A family doctor says he’s growing tired of WorkSafeNB ignoring his advice and denying injured workers the help he feels they should be given.
Dr. Barry Wecker, who has practised medicine for 26 years in the Plaster Rock area, said he gets about 10 cases a year that seem to be rejected by WorkSafeNB for no understandable reason.
He said it baffles him when case workers for the provincial agency overrule his professional advice.
Wecker said he doesn't even know the qualifications of these case workers and he said his attempts to speak directly to someone at the agency to advocate for a patient often go nowhere.

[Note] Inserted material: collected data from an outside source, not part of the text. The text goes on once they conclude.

use comfy_table::presets::ASCII_FULL;
use comfy_table::{Attribute, Cell, CellAlignment, Color, ContentArrangement, Table};
use greywolf::optimizer::{convergence_coefficient, OptimizationResult, RunParameters};
use greywolf::playback::{Frame, Role};
use greywolf::GwoResult;
use serde::Serialize;
use std::io::Write;

fn role_color(role: Role) -> Color {
    match role {
        Role::Alpha => Color::Red,
        Role::Beta => Color::Yellow,
        Role::Delta => Color::Cyan,
        Role::Follower => Color::Grey,
    }
}

pub fn print_run_header(params: &RunParameters) {
    let mut table = Table::new();
    table.load_preset(ASCII_FULL);
    table.add_row(vec![
        Cell::new("Wolves").add_attribute(Attribute::Bold),
        Cell::new(params.num_wolves),
        Cell::new("Iterations").add_attribute(Attribute::Bold),
        Cell::new(params.num_iterations),
    ]);
    table.add_row(vec![
        Cell::new("Target").add_attribute(Attribute::Bold),
        Cell::new(format!("{:.2}", params.target_point)).fg(Color::Green),
        Cell::new("Policy").add_attribute(Attribute::Bold),
        Cell::new(params.update_policy.to_string()),
    ]);
    table.add_row(vec![
        Cell::new("Min").add_attribute(Attribute::Bold),
        Cell::new(format!("{:.2}", params.min_bound)),
        Cell::new("Max").add_attribute(Attribute::Bold),
        Cell::new(format!("{:.2}", params.max_bound)),
    ]);
    println!("\n{}", table);
}

/// One row every `every` iterations, plus the first and last.
pub fn print_convergence(result: &OptimizationResult, every: usize) {
    let mut table = Table::new();
    table
        .load_preset(ASCII_FULL)
        .set_content_arrangement(ContentArrangement::Dynamic);

    table.add_row(vec![
        Cell::new("Iter").add_attribute(Attribute::Bold),
        Cell::new("a(t)"),
        Cell::new("Best").fg(Color::Cyan),
        Cell::new("Mean"),
        Cell::new("Alpha").fg(Color::Red),
        Cell::new("Leader Est.").fg(Color::Green),
    ]);

    for i in 1..=3 {
        if let Some(col) = table.column_mut(i) {
            col.set_cell_alignment(CellAlignment::Right);
        }
    }

    let last = result.snapshot_count() - 1;
    let every = every.max(1);
    let total = result.iterations_performed();

    for it in (0..=last).filter(|&it| it % every == 0 || it == last) {
        // Coefficient that produced this snapshot; the initial one has none.
        let a = if it == 0 {
            "-".to_string()
        } else {
            format!("{:.3}", convergence_coefficient(it - 1, total))
        };
        table.add_row(vec![
            Cell::new(it).add_attribute(Attribute::Bold),
            Cell::new(a),
            Cell::new(format!("{:.4}", result.best_fitness(it))).fg(Color::Cyan),
            Cell::new(format!("{:.4}", result.mean_fitness(it))),
            Cell::new(format!("{:.3}", result.snapshot(it)[0])).fg(Color::Red),
            Cell::new(format!("{:.3}", result.leader_estimate(it))).fg(Color::Green),
        ]);
    }
    println!("\n{}", table);
}

pub fn print_frame(frame: &Frame, last: usize) {
    println!(
        "\nIteration {} of {} | Target {:.2} | Leader Est. {:.3}",
        frame.iteration, last, frame.target, frame.leader_estimate
    );

    let mut table = Table::new();
    table.load_preset(ASCII_FULL);
    table.add_row(vec![
        Cell::new("Rank").add_attribute(Attribute::Bold),
        Cell::new("Role"),
        Cell::new("X"),
        Cell::new("Y"),
        Cell::new("Fitness").fg(Color::Cyan),
    ]);

    for i in 2..=4 {
        if let Some(col) = table.column_mut(i) {
            col.set_cell_alignment(CellAlignment::Right);
        }
    }

    for (rank, m) in frame.markers.iter().enumerate() {
        table.add_row(vec![
            Cell::new(rank),
            Cell::new(m.role.to_string()).fg(role_color(m.role)),
            Cell::new(format!("{:.3}", m.position.x)),
            Cell::new(format!("{:.3}", m.position.y)),
            Cell::new(format!("{:.4}", m.fitness)).fg(Color::Cyan),
        ]);
    }
    println!("{}", table);
}

#[derive(Debug, Serialize)]
struct TraceRow {
    iteration: usize,
    best_fitness: f32,
    mean_fitness: f32,
    alpha_x: f32,
    alpha_y: f32,
    leader_x: f32,
    leader_y: f32,
}

/// Per-iteration convergence trace as CSV.
pub fn write_trace_csv<W: Write>(writer: W, result: &OptimizationResult) -> GwoResult<()> {
    let mut wtr = csv::Writer::from_writer(writer);
    for it in 0..result.snapshot_count() {
        let alpha = result.snapshot(it)[0];
        let leader = result.leader_estimate(it);
        wtr.serialize(TraceRow {
            iteration: it,
            best_fitness: result.best_fitness(it),
            mean_fitness: result.mean_fitness(it),
            alpha_x: alpha.x,
            alpha_y: alpha.y,
            leader_x: leader.x,
            leader_y: leader.y,
        })?;
    }
    wtr.flush()?;
    Ok(())
}
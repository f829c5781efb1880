use thiserror::Error;

#[derive(Error, Debug)]
pub enum OptimizerError {
    #[error("Invalid Parameter: {0}")]
    InvalidParameter(String),

    #[error("A run is already in progress on this engine")]
    RunAlreadyInProgress,

    #[error("Sampling Failure: {0}")]
    SamplingFailure(String),

    #[error("Run cancelled after {completed} iterations")]
    Cancelled { completed: usize },

    #[error("Optimizer worker panicked")]
    WorkerPanicked,

    #[error("IO Error: {0}")]
    Io(#[from] std::io::Error),

    #[error("CSV Error: {0}")]
    Csv(#[from] csv::Error),

    #[error("JSON Parsing Error: {0}")]
    Json(#[from] serde_json::Error),

    #[error("Configuration Error: {0}")]
    Config(String),
}

impl OptimizerError {
    pub(crate) fn invalid(msg: impl Into<String>) -> Self {
        Self::InvalidParameter(msg.into())
    }
}

pub type GwoResult<T> = Result<T, OptimizerError>;
use crate::geometry::Point;
use crate::optimizer::fitness;
use serde::Serialize;

/// A ranked pack captured at one iteration. Index 0 is the alpha.
pub type Snapshot = Vec<Point>;

/// Full history of a run, one snapshot and one leader estimate per iteration
/// (the initial population included). Immutable once returned.
#[derive(Debug, Clone, PartialEq, Serialize)]
#[serde(rename_all = "camelCase")]
pub struct OptimizationResult {
    solutions: Vec<Snapshot>,
    leader_estimates: Vec<Point>,
    iterations_performed: usize,
    target: Point,
}

impl OptimizationResult {
    pub(crate) fn with_capacity(target: Point, snapshots: usize) -> Self {
        Self {
            solutions: Vec::with_capacity(snapshots),
            leader_estimates: Vec::with_capacity(snapshots),
            iterations_performed: 0,
            target,
        }
    }

    pub(crate) fn record(&mut self, pack: &[Point], leader_estimate: Point) {
        self.solutions.push(pack.to_vec());
        self.leader_estimates.push(leader_estimate);
    }

    pub(crate) fn mark_iteration(&mut self) {
        self.iterations_performed += 1;
    }

    pub fn solutions(&self) -> &[Snapshot] {
        &self.solutions
    }

    pub fn leader_estimates(&self) -> &[Point] {
        &self.leader_estimates
    }

    pub fn iterations_performed(&self) -> usize {
        self.iterations_performed
    }

    pub fn target(&self) -> Point {
        self.target
    }

    /// Number of recorded snapshots (`iterations_performed + 1`).
    pub fn snapshot_count(&self) -> usize {
        self.solutions.len()
    }

    /// Clamps a requested iteration into the recorded range.
    #[inline(always)]
    pub fn clamp_index(&self, iteration: usize) -> usize {
        iteration.min(self.solutions.len().saturating_sub(1))
    }

    /// Snapshot at `iteration`, clamped to the last one.
    pub fn snapshot(&self, iteration: usize) -> &[Point] {
        &self.solutions[self.clamp_index(iteration)]
    }

    /// Leader estimate at `iteration`, clamped to the last one.
    pub fn leader_estimate(&self, iteration: usize) -> Point {
        self.leader_estimates[self.clamp_index(iteration)]
    }

    pub fn fitness(&self, wolf: Point) -> f32 {
        fitness(wolf, self.target)
    }

    /// Alpha of the final snapshot.
    pub fn best(&self) -> Point {
        self.snapshot(self.iterations_performed)[0]
    }

    pub fn best_fitness(&self, iteration: usize) -> f32 {
        self.fitness(self.snapshot(iteration)[0])
    }

    pub fn mean_fitness(&self, iteration: usize) -> f32 {
        let snap = self.snapshot(iteration);
        snap.iter().map(|&w| self.fitness(w)).sum::<f32>() / snap.len() as f32
    }

    /// Alpha fitness per iteration.
    pub fn fitness_trace(&self) -> Vec<f32> {
        self.solutions
            .iter()
            .map(|snap| self.fitness(snap[0]))
            .collect()
    }
}
use crate::geometry::Point;
use crate::optimizer::OptimizationResult;
use serde::Serialize;
use std::sync::Arc;
use strum_macros::Display;

/// Rank-derived role of a wolf, used to pick its marker style.
#[derive(Debug, Clone, Copy, PartialEq, Eq, Hash, Serialize, Display)]
#[strum(serialize_all = "snake_case")]
#[serde(rename_all = "snake_case")]
pub enum Role {
    Alpha,
    Beta,
    Delta,
    Follower,
}

impl Role {
    pub fn from_rank(rank: usize) -> Self {
        match rank {
            0 => Self::Alpha,
            1 => Self::Beta,
            2 => Self::Delta,
            _ => Self::Follower,
        }
    }

    pub fn is_leader(self) -> bool {
        self != Self::Follower
    }
}

#[derive(Debug, Clone, Copy, PartialEq, Serialize)]
pub struct Marker {
    pub position: Point,
    pub role: Role,
    pub fitness: f32,
}

/// Everything a renderer needs to draw one iteration.
#[derive(Debug, Clone, PartialEq, Serialize)]
#[serde(rename_all = "camelCase")]
pub struct Frame {
    pub iteration: usize,
    pub target: Point,
    pub leader_estimate: Point,
    pub markers: Vec<Marker>,
}

impl Frame {
    /// Builds the frame for `iteration`, clamped into the recorded range.
    pub fn from_result(result: &OptimizationResult, iteration: usize) -> Self {
        let iteration = result.clamp_index(iteration);
        let markers = result
            .snapshot(iteration)
            .iter()
            .enumerate()
            .map(|(rank, &position)| Marker {
                position,
                role: Role::from_rank(rank),
                fitness: result.fitness(position),
            })
            .collect();

        Self {
            iteration,
            target: result.target(),
            leader_estimate: result.leader_estimate(iteration),
            markers,
        }
    }

    pub fn leaders(&self) -> impl Iterator<Item = &Marker> {
        self.markers.iter().filter(|m| m.role.is_leader())
    }
}

/// Scrub cursor over a finished run.
#[derive(Debug, Clone)]
pub struct Playback {
    result: Arc<OptimizationResult>,
    current: usize,
}

impl Playback {
    pub fn new(result: Arc<OptimizationResult>) -> Self {
        Self { result, current: 0 }
    }

    pub fn result(&self) -> &OptimizationResult {
        &self.result
    }

    pub fn current_index(&self) -> usize {
        self.current
    }

    pub fn last_index(&self) -> usize {
        self.result.snapshot_count() - 1
    }

    /// Jumps to `iteration`, clamped to `[0, last]`.
    pub fn seek(&mut self, iteration: usize) -> usize {
        self.current = self.result.clamp_index(iteration);
        self.current
    }

    /// Advances one snapshot, wrapping from the last back to the first.
    pub fn step_forward(&mut self) -> usize {
        self.current = (self.current + 1) % self.result.snapshot_count();
        self.current
    }

    /// Moves back one snapshot, wrapping from the first to the last.
    pub fn step_backward(&mut self) -> usize {
        let count = self.result.snapshot_count();
        self.current = (self.current + count - 1) % count;
        self.current
    }

    pub fn current(&self) -> Frame {
        Frame::from_result(&self.result, self.current)
    }
}

/// Two-colour blink of the target marker. Owned by whoever draws the target.
#[derive(Debug, Clone, Copy, PartialEq)]
pub struct BlinkState {
    accumulated: f32,
    primary: bool,
    period: f32,
}

impl Default for BlinkState {
    fn default() -> Self {
        Self::new(0.5)
    }
}

impl BlinkState {
    pub fn new(period: f32) -> Self {
        Self {
            accumulated: 0.0,
            primary: false,
            period,
        }
    }

    /// Accumulates frame time; flips colour once the period is exceeded.
    /// Returns whether the primary colour is showing.
    pub fn tick(&mut self, time_delta: f32) -> bool {
        self.accumulated += time_delta;
        if self.accumulated > self.period {
            self.primary = !self.primary;
            self.accumulated = 0.0;
        }
        self.primary
    }

    pub fn is_primary(&self) -> bool {
        self.primary
    }
}

#[cfg(test)]
mod tests {
    use super::*;
    use crate::optimizer::{optimize, RunParameters};
    use crate::sampling::FastRandSampler;

    fn result(iters: usize) -> Arc<OptimizationResult> {
        let params = RunParameters::new(
            iters,
            5,
            Point::new(5.0, 5.0),
            Point::new(0.0, 0.0),
            Point::new(10.0, 10.0),
        )
        .unwrap();
        Arc::new(optimize(&params, &mut FastRandSampler::with_seed(5)).unwrap())
    }

    #[test]
    fn test_roles_from_rank() {
        assert_eq!(Role::from_rank(0), Role::Alpha);
        assert_eq!(Role::from_rank(2), Role::Delta);
        assert_eq!(Role::from_rank(7), Role::Follower);
        assert_eq!(Role::Beta.to_string(), "beta");
    }

    #[test]
    fn test_seek_clamps() {
        let mut pb = Playback::new(result(4));
        assert_eq!(pb.seek(2), 2);
        assert_eq!(pb.seek(99), 4);
        assert_eq!(pb.current().iteration, 4);
    }

    #[test]
    fn test_steps_wrap() {
        let mut pb = Playback::new(result(2));
        assert_eq!(pb.step_backward(), 2);
        assert_eq!(pb.step_forward(), 0);
        assert_eq!(pb.step_forward(), 1);
    }

    #[test]
    fn test_single_snapshot_steps_stay_put() {
        let mut pb = Playback::new(result(0));
        assert_eq!(pb.step_forward(), 0);
        assert_eq!(pb.step_backward(), 0);
    }

    #[test]
    fn test_frame_marks_three_leaders() {
        let frame = Playback::new(result(3)).current();
        assert_eq!(frame.markers.len(), 5);
        assert_eq!(frame.leaders().count(), 3);
        assert!(frame.markers.windows(2).all(|w| w[0].fitness <= w[1].fitness));
    }

    #[test]
    fn test_blink_toggles_after_period() {
        let mut blink = BlinkState::default();
        assert!(!blink.tick(0.3));
        assert!(blink.tick(0.3));
        assert!(blink.tick(0.1));
        assert!(!blink.tick(0.6));
    }
}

“It's a constant hassle with WorkSafe. It's rare that I get a patient who actually goes through the system easily,” Wecker said.
“And I call and they won't even talk to me. They just say, ‘Nope, that's the decision and there's nothing you can say that's going to change it.’ And I don't know what to do. I don't know where to go to help some of these people.”
WorkSafeNB has yet to comment to CBC News on the concerns raised by Wecker.
Steven Ouellette, a Grand Falls resident, is one of those patients who Wecker believes is being ignored by WorkSafeNB.
Three years ago, Ouellette lost his balance while working in the woods and he fell hard against the steel tracks of his tree-processing machine.
Ouellette has not been the same since that workplace accident.
“I called my employer on a Sunday afternoon, I said I couldn't make it in. I had a huge migraine. My teeth were hurting,” he said.
He sought medical advice from his family doctor, Wecker, to cope with his pain.
But Ouellette said WorkSafeNB won't pay for the medicine or the therapy prescribed by Wecker or his pain specialist, Richard Dumais.
“I'm exceedingly displeased at the decision by WorkSafeNB to close the file on Steven Ouellette,” Wecker said.
The family doctor said he's constantly writing letters of behalf of injured patients, such as Ouellette, asking WorkSafeNB to reconsider cases they have rejected.
“I am tired of being ignored by WorkSafeNB and having the opinions of secretaries trump my medical opinion,” he said.
One non-profit agency in Saint John says it's hearing from more doctors seeking advice on what they need to do to get their patients' claims approved.
Bob Shalala, the executive director of Worker Appeal Services, said he's handling 100 active complaints.
He said when cases do reach the appeal tribunal, 90 per cent of them are reinstated.